No todo estuvo mal en estos meses de encierro en nuestras casas,
obligados a romper con nuestro entorno y a renunciar a nuestras fuentes
habituales de placeres sociales. No hubo escapadas al café mañanero ni a la
cañita de la tarde, ni más posibilidades de recorrer mundo que el que
pudiéramos descubrir desde el sofá de nuestra habitación, pero a cambio se nos
ofreció tiempo en abundancia para llenar. Y aquí tengo que escribir en primera
persona, porque el mundo que uno busca no es el mismo que busca otro, y el
placer que proporciona un hallazgo puede que sea solo indiferencia para los
demás. Harto de la tecnología y de sus aplicaciones, he preferido acudir a mis
estanterías para encontrarme de nuevo con aquellas lecturas, algunas ya
lejanas, que dejaron alguna huella en mí. Releer es un ejercicio saludable y
suele resultar sumamente placentero, como lo es cualquier reencuentro deseado.

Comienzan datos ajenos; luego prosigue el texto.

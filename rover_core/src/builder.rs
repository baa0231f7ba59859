//! Type-state builder for `Rover` and generic `build_rover` constructor.
//!
//! The builder enforces at compile time that an input hub and an actuator are
//! provided before `build()` is available. `try_build()` is always available
//! for dynamic checks. Feedback defaults to [`NoopFeedback`].

use std::marker::PhantomData;

use rover_traits::{Actuator, Feedback, InputHub};

use crate::config::{AXIS_FULL_SCALE, LoopCfg, SafetyCfg, TransformCfg};
use crate::error::{BuildError, Result};
use crate::mocks::NoopFeedback;
use crate::orchestrator::TickOrchestrator;
use crate::safety::{SafetyGate, SafetyState};
use crate::status::TickReport;
use crate::transform::InputTransform;

pub type DynOrchestrator =
    TickOrchestrator<Box<dyn InputHub>, Box<dyn Actuator>, Box<dyn Feedback>>;

// ── Public dynamic-dispatch wrapper ──────────────────────────────────────────

/// Boxed orchestrator for callers that pick backends at runtime.
pub struct Rover {
    pub(crate) inner: DynOrchestrator,
    pub(crate) loop_cfg: LoopCfg,
}

impl core::fmt::Debug for Rover {
    fn fmt(&self, f: &mut core::fmt::Formatter<'_>) -> core::fmt::Result {
        f.debug_struct("Rover")
            .field("state", &self.inner.state())
            .field("tick_hz", &self.loop_cfg.tick_hz)
            .finish()
    }
}

impl Rover {
    /// Start building a Rover.
    pub fn builder() -> RoverBuilder<Missing, Missing> {
        RoverBuilder::default()
    }

    pub fn loop_cfg(&self) -> LoopCfg {
        self.loop_cfg
    }

    pub fn state(&self) -> SafetyState {
        self.inner.state()
    }

    pub fn gate(&self) -> &SafetyGate {
        self.inner.gate()
    }

    pub fn transform(&self) -> &InputTransform {
        self.inner.transform()
    }

    pub fn transform_mut(&mut self) -> &mut InputTransform {
        self.inner.transform_mut()
    }

    pub fn set_watchdog_timeout(&mut self, timeout_ms: u64) {
        self.inner.set_watchdog_timeout(timeout_ms);
    }

    pub fn begin(&mut self, now_ms: u64) -> Result<()> {
        self.inner.begin(now_ms)
    }

    pub fn tick(&mut self, now_ms: u64) -> Result<TickReport> {
        self.inner.tick(now_ms)
    }

    pub fn shutdown(&mut self) -> Result<()> {
        self.inner.shutdown()
    }

    /// Borrow the underlying orchestrator, e.g. to hand it to the runner.
    pub fn orchestrator_mut(&mut self) -> &mut DynOrchestrator {
        &mut self.inner
    }
}

// ── Type-state markers ───────────────────────────────────────────────────────

pub struct Missing;
pub struct Set;

/// Builder for `Rover`. All fields are validated on `build()`.
pub struct RoverBuilder<H, A> {
    hub: Option<Box<dyn InputHub>>,
    actuator: Option<Box<dyn Actuator>>,
    feedback: Option<Box<dyn Feedback>>,
    transform: Option<TransformCfg>,
    safety: Option<SafetyCfg>,
    loop_cfg: Option<LoopCfg>,
    _h: PhantomData<H>,
    _a: PhantomData<A>,
}

impl Default for RoverBuilder<Missing, Missing> {
    fn default() -> Self {
        Self {
            hub: None,
            actuator: None,
            feedback: None,
            transform: None,
            safety: None,
            loop_cfg: None,
            _h: PhantomData,
            _a: PhantomData,
        }
    }
}

/// Validate configuration; shared by `RoverBuilder::try_build()` and `build_rover()`.
fn validate(transform: &TransformCfg, safety: &SafetyCfg, loop_cfg: &LoopCfg) -> Result<()> {
    if transform.deadzone < 0 || transform.deadzone >= AXIS_FULL_SCALE {
        return Err(eyre::Report::new(BuildError::InvalidConfig(
            "deadzone must be in 0..512",
        )));
    }
    if safety.watchdog_timeout_ms == 0 {
        return Err(eyre::Report::new(BuildError::InvalidConfig(
            "watchdog_timeout_ms must be >= 1",
        )));
    }
    if loop_cfg.tick_hz == 0 {
        return Err(eyre::Report::new(BuildError::InvalidConfig(
            "tick_hz must be > 0",
        )));
    }
    Ok(())
}

impl<H, A> RoverBuilder<H, A> {
    /// Fallible build available in any type-state; returns detailed error for missing pieces.
    pub fn try_build(self) -> Result<Rover> {
        let hub = self
            .hub
            .ok_or_else(|| eyre::Report::new(BuildError::MissingHub))?;
        let actuator = self
            .actuator
            .ok_or_else(|| eyre::Report::new(BuildError::MissingActuator))?;
        let feedback = self
            .feedback
            .unwrap_or_else(|| Box::new(NoopFeedback));
        let transform = self.transform.unwrap_or_default();
        let safety = self.safety.unwrap_or_default();
        let loop_cfg = self.loop_cfg.unwrap_or_default();

        validate(&transform, &safety, &loop_cfg)?;

        Ok(Rover {
            inner: TickOrchestrator::new(hub, actuator, feedback, transform, safety),
            loop_cfg,
        })
    }

    pub fn with_feedback(mut self, feedback: impl Feedback + 'static) -> Self {
        self.feedback = Some(Box::new(feedback));
        self
    }
    pub fn with_transform(mut self, transform: TransformCfg) -> Self {
        self.transform = Some(transform);
        self
    }
    pub fn with_safety(mut self, safety: SafetyCfg) -> Self {
        self.safety = Some(safety);
        self
    }
    pub fn with_loop(mut self, loop_cfg: LoopCfg) -> Self {
        self.loop_cfg = Some(loop_cfg);
        self
    }
    pub fn with_watchdog_timeout_ms(mut self, ms: u64) -> Self {
        self.safety = Some(SafetyCfg {
            watchdog_timeout_ms: ms,
        });
        self
    }
}

// Setters that advance type-state
impl<A> RoverBuilder<Missing, A> {
    pub fn with_hub(self, hub: impl InputHub + 'static) -> RoverBuilder<Set, A> {
        RoverBuilder {
            hub: Some(Box::new(hub)),
            actuator: self.actuator,
            feedback: self.feedback,
            transform: self.transform,
            safety: self.safety,
            loop_cfg: self.loop_cfg,
            _h: PhantomData,
            _a: PhantomData,
        }
    }
}

impl<H> RoverBuilder<H, Missing> {
    pub fn with_actuator(self, actuator: impl Actuator + 'static) -> RoverBuilder<H, Set> {
        RoverBuilder {
            hub: self.hub,
            actuator: Some(Box::new(actuator)),
            feedback: self.feedback,
            transform: self.transform,
            safety: self.safety,
            loop_cfg: self.loop_cfg,
            _h: PhantomData,
            _a: PhantomData,
        }
    }
}

impl RoverBuilder<Set, Set> {
    /// Validate and build the Rover. Only available when hub and actuator are set.
    pub fn build(self) -> Result<Rover> {
        self.try_build()
    }
}

/// Build a statically-dispatched orchestrator from concrete collaborators.
///
/// Shares validation with the builder.
pub fn build_rover<H, A, F>(
    hub: H,
    actuator: A,
    feedback: F,
    transform: TransformCfg,
    safety: SafetyCfg,
    loop_cfg: LoopCfg,
) -> Result<TickOrchestrator<H, A, F>>
where
    H: InputHub,
    A: Actuator,
    F: Feedback,
{
    validate(&transform, &safety, &loop_cfg)?;
    Ok(TickOrchestrator::new(hub, actuator, feedback, transform, safety))
}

Han desaparecido los prejuicios y los resabios que pudo haber en el principio;
ahora van a asomar matices y aspectos que pasaron inadvertidos, quizá ocultos
por el interés otorgado al argumento. El libro, evidentemente, no ha cambiado,
pero el lector sí. Y ahora que lo relee se da perfecta cuenta de ello.
He aprovechado las largas horas de reclusión para verme de nuevo
con viejos conocidos, por ejemplo, de Galdós, al hilo de su centenario: con la
fuerte y delicada Tristana, o con Nazarín, bondadoso, consecuente, generoso en
su miseria, una de las figuras literarias más atractivas que pueden encontrarse.
También he vuelto a Cervantes, porque su voz siempre me resulta cálida y
acogedora; esta vez me acompañaron la Gitanilla, Monipodio, Tomás Rodaja y
todos los personajes que desfilan con su carga de humanidad a cuestas por las
Novelas ejemplares. Volví a coger Antígona, que siempre
me deja un no sé qué de inquietud ante el triunfo aparente del poder arbitrario
sobre la dignidad y la conciencia, aun sabiendo que su muerte va a demostrar
justamente lo contrario. Sería largo seguir.
También el cine. Ver de nuevo algunas películas es un hecho
gratificante y descubrir algunas perlas aún más. Me pasó con Umberto D.,
una cinta de hace setenta años que parece pensada para estos tiempos. Pocas
veces la soledad, la incertidumbre y la indiferencia ajena se vistieron de
imágenes tan poderosas como las que De Sica nos ofrece en este conmovedor
retrato de un hombre que ve cómo se renueva a cada momento su carga de
desesperanza. O Aquella casa en las afueras, una joya del cine
español, o La hora incógnita, por poner solo tres ejemplos. No, no
fue todo tiempo perdido en el encierro.